[Stored data entries]

************

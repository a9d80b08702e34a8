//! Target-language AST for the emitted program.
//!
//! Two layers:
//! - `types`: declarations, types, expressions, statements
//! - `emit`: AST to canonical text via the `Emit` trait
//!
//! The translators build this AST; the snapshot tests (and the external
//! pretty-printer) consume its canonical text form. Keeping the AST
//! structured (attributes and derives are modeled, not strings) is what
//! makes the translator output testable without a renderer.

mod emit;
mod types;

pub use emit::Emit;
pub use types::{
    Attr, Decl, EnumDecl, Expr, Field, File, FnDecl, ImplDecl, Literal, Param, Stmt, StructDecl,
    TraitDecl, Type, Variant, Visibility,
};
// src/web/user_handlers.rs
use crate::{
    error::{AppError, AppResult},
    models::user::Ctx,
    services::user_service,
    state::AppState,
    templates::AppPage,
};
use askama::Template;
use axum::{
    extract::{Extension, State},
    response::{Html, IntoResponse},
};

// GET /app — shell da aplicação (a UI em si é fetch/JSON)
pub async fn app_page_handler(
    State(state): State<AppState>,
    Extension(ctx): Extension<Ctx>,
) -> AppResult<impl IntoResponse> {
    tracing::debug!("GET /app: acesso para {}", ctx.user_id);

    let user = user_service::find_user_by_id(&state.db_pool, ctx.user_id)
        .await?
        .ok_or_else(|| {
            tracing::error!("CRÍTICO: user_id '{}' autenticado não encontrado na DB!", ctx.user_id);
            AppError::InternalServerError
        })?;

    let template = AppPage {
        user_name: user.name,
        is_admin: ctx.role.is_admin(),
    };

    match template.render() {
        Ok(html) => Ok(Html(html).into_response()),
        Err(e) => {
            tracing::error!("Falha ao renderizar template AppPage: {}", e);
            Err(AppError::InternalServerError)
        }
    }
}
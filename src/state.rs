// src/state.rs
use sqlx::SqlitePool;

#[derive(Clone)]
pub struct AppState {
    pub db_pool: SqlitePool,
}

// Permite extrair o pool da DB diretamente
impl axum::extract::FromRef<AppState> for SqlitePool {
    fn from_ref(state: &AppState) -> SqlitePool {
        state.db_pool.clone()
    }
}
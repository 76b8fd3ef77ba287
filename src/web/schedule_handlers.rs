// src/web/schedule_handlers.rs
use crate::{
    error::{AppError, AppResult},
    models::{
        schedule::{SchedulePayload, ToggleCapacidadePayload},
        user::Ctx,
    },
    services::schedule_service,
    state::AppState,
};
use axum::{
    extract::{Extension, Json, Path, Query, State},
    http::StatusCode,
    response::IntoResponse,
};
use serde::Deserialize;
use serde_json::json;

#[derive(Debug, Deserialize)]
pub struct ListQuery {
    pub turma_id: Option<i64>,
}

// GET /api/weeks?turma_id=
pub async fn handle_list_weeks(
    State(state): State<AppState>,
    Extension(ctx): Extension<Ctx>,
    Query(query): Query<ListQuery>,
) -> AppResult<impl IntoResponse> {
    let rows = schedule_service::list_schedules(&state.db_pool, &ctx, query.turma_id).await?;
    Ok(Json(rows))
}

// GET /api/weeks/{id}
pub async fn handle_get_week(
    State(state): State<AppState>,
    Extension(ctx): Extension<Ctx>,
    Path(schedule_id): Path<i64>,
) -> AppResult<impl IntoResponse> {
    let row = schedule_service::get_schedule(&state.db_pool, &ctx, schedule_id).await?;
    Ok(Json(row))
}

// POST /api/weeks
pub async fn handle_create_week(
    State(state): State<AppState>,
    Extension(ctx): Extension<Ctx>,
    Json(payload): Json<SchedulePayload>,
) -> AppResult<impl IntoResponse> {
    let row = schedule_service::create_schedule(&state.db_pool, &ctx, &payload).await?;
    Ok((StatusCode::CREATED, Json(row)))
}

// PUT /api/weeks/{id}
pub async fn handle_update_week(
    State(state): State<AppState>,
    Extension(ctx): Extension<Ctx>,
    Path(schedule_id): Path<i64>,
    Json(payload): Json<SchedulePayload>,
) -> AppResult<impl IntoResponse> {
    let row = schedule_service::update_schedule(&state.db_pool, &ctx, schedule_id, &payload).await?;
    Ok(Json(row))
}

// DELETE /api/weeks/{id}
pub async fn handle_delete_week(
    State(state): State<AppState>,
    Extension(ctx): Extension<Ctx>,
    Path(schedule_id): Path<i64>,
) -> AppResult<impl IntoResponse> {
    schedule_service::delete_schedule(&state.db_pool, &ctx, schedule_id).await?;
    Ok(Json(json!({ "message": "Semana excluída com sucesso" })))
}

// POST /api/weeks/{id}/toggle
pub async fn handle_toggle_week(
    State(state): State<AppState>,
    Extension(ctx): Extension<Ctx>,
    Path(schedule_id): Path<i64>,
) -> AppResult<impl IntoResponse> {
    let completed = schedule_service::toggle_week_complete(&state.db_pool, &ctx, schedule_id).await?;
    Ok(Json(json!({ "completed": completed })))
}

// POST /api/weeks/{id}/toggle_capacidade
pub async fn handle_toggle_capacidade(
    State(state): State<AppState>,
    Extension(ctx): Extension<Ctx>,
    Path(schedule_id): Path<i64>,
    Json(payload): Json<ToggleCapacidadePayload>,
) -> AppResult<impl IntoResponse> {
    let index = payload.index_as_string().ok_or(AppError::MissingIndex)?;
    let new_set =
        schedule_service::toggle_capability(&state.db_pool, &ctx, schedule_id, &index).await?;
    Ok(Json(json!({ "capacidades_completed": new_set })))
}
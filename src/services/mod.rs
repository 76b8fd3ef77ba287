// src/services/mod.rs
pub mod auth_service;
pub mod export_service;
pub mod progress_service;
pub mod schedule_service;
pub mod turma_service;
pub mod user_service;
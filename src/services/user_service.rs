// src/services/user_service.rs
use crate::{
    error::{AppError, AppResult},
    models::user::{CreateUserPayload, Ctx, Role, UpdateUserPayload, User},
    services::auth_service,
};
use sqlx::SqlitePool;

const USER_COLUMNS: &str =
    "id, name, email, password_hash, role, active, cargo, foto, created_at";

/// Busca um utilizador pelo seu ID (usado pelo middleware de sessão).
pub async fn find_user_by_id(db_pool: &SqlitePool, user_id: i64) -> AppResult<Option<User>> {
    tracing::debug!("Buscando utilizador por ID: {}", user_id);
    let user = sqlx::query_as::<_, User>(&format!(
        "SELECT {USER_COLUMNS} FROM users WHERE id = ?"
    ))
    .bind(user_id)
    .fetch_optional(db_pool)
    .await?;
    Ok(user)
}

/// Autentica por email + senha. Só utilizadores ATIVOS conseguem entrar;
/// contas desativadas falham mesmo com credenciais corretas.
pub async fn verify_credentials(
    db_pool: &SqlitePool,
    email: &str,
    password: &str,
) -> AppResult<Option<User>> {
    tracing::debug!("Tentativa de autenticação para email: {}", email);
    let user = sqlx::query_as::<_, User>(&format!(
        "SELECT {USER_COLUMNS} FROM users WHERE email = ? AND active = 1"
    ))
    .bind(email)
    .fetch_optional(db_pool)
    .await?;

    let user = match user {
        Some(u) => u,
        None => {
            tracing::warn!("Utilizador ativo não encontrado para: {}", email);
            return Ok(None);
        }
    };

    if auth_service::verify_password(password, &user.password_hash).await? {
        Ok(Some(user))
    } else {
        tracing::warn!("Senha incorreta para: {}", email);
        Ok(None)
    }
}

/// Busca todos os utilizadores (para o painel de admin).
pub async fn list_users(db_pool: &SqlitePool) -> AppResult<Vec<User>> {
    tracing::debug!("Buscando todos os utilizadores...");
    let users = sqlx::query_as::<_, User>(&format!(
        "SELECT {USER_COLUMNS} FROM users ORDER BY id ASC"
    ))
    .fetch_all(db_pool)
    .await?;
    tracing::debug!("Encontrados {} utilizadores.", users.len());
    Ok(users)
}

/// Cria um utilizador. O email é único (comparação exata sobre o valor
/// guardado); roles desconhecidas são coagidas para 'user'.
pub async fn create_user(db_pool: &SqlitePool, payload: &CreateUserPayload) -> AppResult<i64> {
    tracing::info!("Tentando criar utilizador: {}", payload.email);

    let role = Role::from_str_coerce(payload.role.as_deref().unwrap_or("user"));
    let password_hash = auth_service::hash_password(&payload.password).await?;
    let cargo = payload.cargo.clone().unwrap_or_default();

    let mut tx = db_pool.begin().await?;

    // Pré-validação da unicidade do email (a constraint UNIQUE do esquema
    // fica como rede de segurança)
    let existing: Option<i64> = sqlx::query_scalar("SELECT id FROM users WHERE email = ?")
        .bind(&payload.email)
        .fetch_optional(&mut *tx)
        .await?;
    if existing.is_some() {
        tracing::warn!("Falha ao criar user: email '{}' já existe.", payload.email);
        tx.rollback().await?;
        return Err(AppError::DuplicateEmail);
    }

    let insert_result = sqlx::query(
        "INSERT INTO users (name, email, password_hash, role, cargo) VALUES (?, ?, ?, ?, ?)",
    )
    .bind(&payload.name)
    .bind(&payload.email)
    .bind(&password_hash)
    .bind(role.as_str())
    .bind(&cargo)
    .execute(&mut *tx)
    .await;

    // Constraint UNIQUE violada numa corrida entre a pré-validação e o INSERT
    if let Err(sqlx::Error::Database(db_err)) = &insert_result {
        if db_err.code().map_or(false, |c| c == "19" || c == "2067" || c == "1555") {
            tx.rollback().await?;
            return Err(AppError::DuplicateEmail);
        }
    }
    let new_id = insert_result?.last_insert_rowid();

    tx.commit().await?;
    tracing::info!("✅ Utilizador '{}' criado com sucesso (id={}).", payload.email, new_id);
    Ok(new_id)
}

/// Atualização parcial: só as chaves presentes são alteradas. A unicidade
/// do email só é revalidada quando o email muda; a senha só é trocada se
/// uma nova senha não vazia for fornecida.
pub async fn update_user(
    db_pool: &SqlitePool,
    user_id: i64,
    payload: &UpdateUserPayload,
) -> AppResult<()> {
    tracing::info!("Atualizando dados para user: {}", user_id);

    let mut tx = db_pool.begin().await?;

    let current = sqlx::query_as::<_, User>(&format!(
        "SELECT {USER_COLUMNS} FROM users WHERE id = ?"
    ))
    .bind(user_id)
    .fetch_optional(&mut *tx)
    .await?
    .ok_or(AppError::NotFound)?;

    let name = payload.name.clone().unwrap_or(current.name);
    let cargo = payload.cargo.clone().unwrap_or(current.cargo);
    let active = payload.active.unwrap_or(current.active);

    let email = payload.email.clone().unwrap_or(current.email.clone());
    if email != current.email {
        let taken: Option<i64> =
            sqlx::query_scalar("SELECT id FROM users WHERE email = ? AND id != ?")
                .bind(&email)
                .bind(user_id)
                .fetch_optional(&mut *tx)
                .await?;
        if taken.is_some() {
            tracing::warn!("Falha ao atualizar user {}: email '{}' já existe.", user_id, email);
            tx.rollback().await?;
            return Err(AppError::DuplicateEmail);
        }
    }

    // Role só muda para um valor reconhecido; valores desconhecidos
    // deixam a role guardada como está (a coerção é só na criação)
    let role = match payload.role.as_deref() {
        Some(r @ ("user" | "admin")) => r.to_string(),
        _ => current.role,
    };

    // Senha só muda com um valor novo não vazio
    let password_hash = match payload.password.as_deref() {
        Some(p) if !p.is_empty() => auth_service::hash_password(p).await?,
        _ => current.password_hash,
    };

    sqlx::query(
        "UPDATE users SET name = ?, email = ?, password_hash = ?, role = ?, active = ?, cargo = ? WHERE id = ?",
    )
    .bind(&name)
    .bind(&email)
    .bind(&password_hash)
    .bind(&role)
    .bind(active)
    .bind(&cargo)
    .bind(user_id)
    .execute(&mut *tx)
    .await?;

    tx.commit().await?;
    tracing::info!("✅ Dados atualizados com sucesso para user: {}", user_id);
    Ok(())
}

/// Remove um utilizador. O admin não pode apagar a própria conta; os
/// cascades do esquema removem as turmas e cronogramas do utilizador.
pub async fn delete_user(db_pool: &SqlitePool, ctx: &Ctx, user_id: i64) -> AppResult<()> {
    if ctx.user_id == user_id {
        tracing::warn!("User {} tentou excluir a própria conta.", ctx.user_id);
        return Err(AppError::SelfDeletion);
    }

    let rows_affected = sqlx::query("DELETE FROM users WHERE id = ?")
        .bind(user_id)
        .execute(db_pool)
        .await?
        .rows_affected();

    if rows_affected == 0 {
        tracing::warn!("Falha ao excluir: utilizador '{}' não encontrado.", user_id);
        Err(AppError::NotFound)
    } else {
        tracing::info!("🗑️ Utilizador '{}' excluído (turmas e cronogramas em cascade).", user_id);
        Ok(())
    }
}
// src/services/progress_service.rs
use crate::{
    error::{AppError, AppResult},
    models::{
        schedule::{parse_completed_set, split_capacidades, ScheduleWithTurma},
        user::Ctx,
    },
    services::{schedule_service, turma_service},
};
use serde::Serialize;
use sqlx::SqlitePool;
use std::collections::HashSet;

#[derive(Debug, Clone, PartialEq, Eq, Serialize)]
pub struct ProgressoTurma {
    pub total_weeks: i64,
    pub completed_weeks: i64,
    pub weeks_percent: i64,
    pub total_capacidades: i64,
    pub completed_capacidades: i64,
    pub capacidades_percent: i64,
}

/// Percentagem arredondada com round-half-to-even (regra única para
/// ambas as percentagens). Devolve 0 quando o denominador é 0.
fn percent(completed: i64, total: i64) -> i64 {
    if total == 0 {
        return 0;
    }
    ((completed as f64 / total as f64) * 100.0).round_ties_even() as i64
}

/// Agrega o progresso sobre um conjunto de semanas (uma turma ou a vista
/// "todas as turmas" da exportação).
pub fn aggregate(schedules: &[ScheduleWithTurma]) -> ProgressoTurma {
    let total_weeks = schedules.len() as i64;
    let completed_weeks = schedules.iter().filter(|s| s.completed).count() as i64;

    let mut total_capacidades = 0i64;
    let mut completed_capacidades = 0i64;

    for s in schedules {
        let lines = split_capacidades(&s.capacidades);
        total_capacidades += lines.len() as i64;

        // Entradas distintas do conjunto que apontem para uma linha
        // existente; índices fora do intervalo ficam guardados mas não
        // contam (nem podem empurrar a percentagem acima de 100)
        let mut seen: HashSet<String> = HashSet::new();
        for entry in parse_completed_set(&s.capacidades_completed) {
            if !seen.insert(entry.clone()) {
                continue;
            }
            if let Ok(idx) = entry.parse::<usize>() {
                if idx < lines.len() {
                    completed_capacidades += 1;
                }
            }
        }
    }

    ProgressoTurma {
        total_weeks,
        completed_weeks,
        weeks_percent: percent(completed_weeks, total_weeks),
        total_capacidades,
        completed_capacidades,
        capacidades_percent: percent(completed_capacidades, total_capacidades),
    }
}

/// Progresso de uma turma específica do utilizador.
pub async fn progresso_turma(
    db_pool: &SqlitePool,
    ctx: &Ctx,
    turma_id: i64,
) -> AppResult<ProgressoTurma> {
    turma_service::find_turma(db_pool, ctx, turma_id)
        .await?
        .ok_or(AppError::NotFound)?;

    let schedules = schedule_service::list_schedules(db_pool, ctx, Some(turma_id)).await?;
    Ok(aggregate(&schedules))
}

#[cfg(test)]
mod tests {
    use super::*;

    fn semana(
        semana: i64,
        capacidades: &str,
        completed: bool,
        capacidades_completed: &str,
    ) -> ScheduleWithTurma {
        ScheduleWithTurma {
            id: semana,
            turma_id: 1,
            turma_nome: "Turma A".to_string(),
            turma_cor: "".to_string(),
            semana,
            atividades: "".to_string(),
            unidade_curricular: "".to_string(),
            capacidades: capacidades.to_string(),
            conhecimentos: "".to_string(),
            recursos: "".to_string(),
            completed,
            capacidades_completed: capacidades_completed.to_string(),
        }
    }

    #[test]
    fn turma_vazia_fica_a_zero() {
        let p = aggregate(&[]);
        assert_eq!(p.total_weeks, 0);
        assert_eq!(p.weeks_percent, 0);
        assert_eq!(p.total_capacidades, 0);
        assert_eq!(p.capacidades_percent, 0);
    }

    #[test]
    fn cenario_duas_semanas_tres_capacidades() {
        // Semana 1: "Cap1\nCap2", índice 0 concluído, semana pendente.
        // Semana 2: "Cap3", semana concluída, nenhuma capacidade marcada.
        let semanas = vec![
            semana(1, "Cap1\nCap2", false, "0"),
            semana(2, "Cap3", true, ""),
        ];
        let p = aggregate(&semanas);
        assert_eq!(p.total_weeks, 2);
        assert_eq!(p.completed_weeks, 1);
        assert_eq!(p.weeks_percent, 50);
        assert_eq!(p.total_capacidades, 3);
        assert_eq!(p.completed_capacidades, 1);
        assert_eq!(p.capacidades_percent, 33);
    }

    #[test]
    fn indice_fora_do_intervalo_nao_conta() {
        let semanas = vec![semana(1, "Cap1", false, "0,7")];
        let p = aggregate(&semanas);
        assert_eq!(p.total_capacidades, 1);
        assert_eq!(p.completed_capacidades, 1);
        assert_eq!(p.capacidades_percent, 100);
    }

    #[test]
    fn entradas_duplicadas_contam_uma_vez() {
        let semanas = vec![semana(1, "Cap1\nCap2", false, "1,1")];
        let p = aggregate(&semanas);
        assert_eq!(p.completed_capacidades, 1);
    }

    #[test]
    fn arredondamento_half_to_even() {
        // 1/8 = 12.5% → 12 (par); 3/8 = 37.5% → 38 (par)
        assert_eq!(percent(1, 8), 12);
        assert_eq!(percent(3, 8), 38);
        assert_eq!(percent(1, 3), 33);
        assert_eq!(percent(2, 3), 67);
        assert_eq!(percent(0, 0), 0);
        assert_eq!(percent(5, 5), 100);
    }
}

************

▸ Try it
Each line in the records above with "models" must be returned.

▸ Task response
    models::user::Ctx,
    models::{
    models::user::{CreateUserPayload, Ctx, Role, UpdateUserPayload, User},
    models::{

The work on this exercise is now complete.